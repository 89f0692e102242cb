//! Property tests for the millimeter/step conversions.

use proptest::prelude::*;
use stepper_axes::stepper::convert::{mm_to_steps, steps_to_mm};

proptest! {
    /// Truncation never rounds a distance up, in either direction.
    #[test]
    fn mm_to_steps_never_rounds_away_from_zero(
        mm in -1000.0f32..1000.0,
        spm in prop::sample::select(vec![80.0f32, 88.0, 100.0, 400.0, 96.0]),
    ) {
        let steps = mm_to_steps(mm, spm);
        let scaled = (mm * 1000.0) as f64 * spm as f64 / 1000.0;
        prop_assert!((steps as f64).abs() <= scaled.abs());
    }

    /// Converting back recovers the distance to within one step.
    #[test]
    fn roundtrip_within_one_step(mm in -1000.0f32..1000.0) {
        let spm = 100.0f32;
        let back = steps_to_mm(mm_to_steps(mm, spm), spm);
        prop_assert!((back - mm).abs() <= 1.0 / spm + 1e-4);
    }

    /// Whole step counts lose at most one step on the way back.
    #[test]
    fn whole_steps_roundtrip(steps in -50_000i32..50_000) {
        let spm = 100.0f32;
        let back = mm_to_steps(steps_to_mm(steps, spm), spm);
        prop_assert!(back.abs() <= steps.abs());
        prop_assert!(back.abs() >= steps.abs() - 1);
    }

    /// Truncation is symmetric around zero.
    #[test]
    fn mm_to_steps_is_odd(mm in 0.0f32..1000.0) {
        prop_assert_eq!(mm_to_steps(-mm, 88.0), -mm_to_steps(mm, 88.0));
    }
}
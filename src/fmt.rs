//! Logging shims.
//!
//! Forward to `defmt` when the `defmt` feature is enabled and expand to nothing otherwise.
//! Declared first in the crate root with `#[macro_use]` so every module sees them.

#![allow(unused_macros)]

#[cfg(feature = "defmt")]
macro_rules! trace {
    ($($arg:tt)*) => { ::defmt::trace!($($arg)*) };
}

#[cfg(feature = "defmt")]
macro_rules! debug {
    ($($arg:tt)*) => { ::defmt::debug!($($arg)*) };
}

#[cfg(feature = "defmt")]
macro_rules! info {
    ($($arg:tt)*) => { ::defmt::info!($($arg)*) };
}

#[cfg(feature = "defmt")]
macro_rules! warn {
    ($($arg:tt)*) => { ::defmt::warn!($($arg)*) };
}

#[cfg(not(feature = "defmt"))]
macro_rules! trace {
    ($($arg:tt)*) => {};
}

#[cfg(not(feature = "defmt"))]
macro_rules! debug {
    ($($arg:tt)*) => {};
}

#[cfg(not(feature = "defmt"))]
macro_rules! info {
    ($($arg:tt)*) => {};
}

#[cfg(not(feature = "defmt"))]
macro_rules! warn {
    ($($arg:tt)*) => {};
}
//! Board configuration loading from files (std only).

use std::fs;
use std::path::Path;

use crate::error::{ConfigError, Error, Result};

use super::BoardConfig;

/// Load a board configuration from a TOML file.
///
/// # Errors
///
/// Returns an error if the file cannot be read, parsed or validated.
///
/// # Example
///
/// ```rust,ignore
/// use stepper_axes::config::load_board_config;
///
/// let board = load_board_config("replicator.toml")?;
/// ```
pub fn load_board_config<P: AsRef<Path>>(path: P) -> Result<BoardConfig> {
    let content = fs::read_to_string(path.as_ref()).map_err(|e| {
        let msg = heapless::String::try_from(e.to_string().as_str()).unwrap_or_default();
        Error::Config(ConfigError::IoError(msg))
    })?;

    parse_board_config(&content)
}

/// Parse a board configuration from a TOML string.
///
/// # Errors
///
/// Returns an error if the TOML is invalid or fails validation.
pub fn parse_board_config(content: &str) -> Result<BoardConfig> {
    let config: BoardConfig = toml::from_str(content).map_err(|e| {
        let msg = heapless::String::try_from(e.message()).unwrap_or_default();
        Error::Config(ConfigError::ParseError(msg))
    })?;

    super::validation::validate_board_config(&config)?;

    Ok(config)
}

#[cfg(test)]
mod tests {
    use super::*;
    use crate::config::{Axis, ZHome};
    use crate::port::Signal;

    const BOARD: &str = r#"
name = "Bench"
z_home = "max"

[axes.x]
steps_per_mm = 88.0
max_feedrate_mm_per_min = 18000
length_mm = 200
ports = { step = 0, dir = 1, enable = 2, min = 3 }

[axes.y]
steps_per_mm = 88.0
max_feedrate_mm_per_min = 18000
length_mm = 200
ports = { step = 4, dir = 5, enable = 6, max = 7 }

[axes.z]
steps_per_mm = 400.0
max_feedrate_mm_per_min = 1170
length_mm = 150
ports = { step = 8, dir = 9, enable = 10 }

[axes.a]
steps_per_mm = 96.0
max_feedrate_mm_per_min = 1600
length_mm = 100000
ports = { step = 11, dir = 12, enable = 13 }

[axes.b]
steps_per_mm = 96.0
max_feedrate_mm_per_min = 1600
length_mm = 100000
ports = { step = 14, dir = 15, enable = 16 }
"#;

    #[test]
    fn test_parse_board() {
        let board = parse_board_config(BOARD).unwrap();
        assert_eq!(board.name.as_str(), "Bench");
        assert_eq!(board.z_home, ZHome::Max);
        assert!(board.pstop.is_none());

        let x = board.axes.get(Axis::X);
        assert_eq!(x.ports.min, Signal::pin(3));
        assert!(x.ports.max.is_null());
        assert_eq!(board.axes.get(Axis::Z).steps_per_mm_scaled(), 400_000_000);
    }

    #[test]
    fn test_parse_rejects_invalid_board() {
        let bad = BOARD.replace("length_mm = 150", "length_mm = 0");
        assert!(matches!(
            parse_board_config(&bad),
            Err(Error::Config(ConfigError::InvalidAxisLength { axis: Axis::Z, .. }))
        ));
    }

    #[test]
    fn test_parse_error_is_reported() {
        let result = parse_board_config("axes = 3");
        assert!(matches!(result, Err(Error::Config(ConfigError::ParseError(_)))));
    }

    #[test]
    fn test_missing_file() {
        let result = load_board_config("/nonexistent/board.toml");
        assert!(matches!(result, Err(Error::Config(ConfigError::IoError(_)))));
    }
}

**Work to be completed**
Looking at the entries above, count the lines that contain "ports" and answer with only the number.

**Expected answer**
7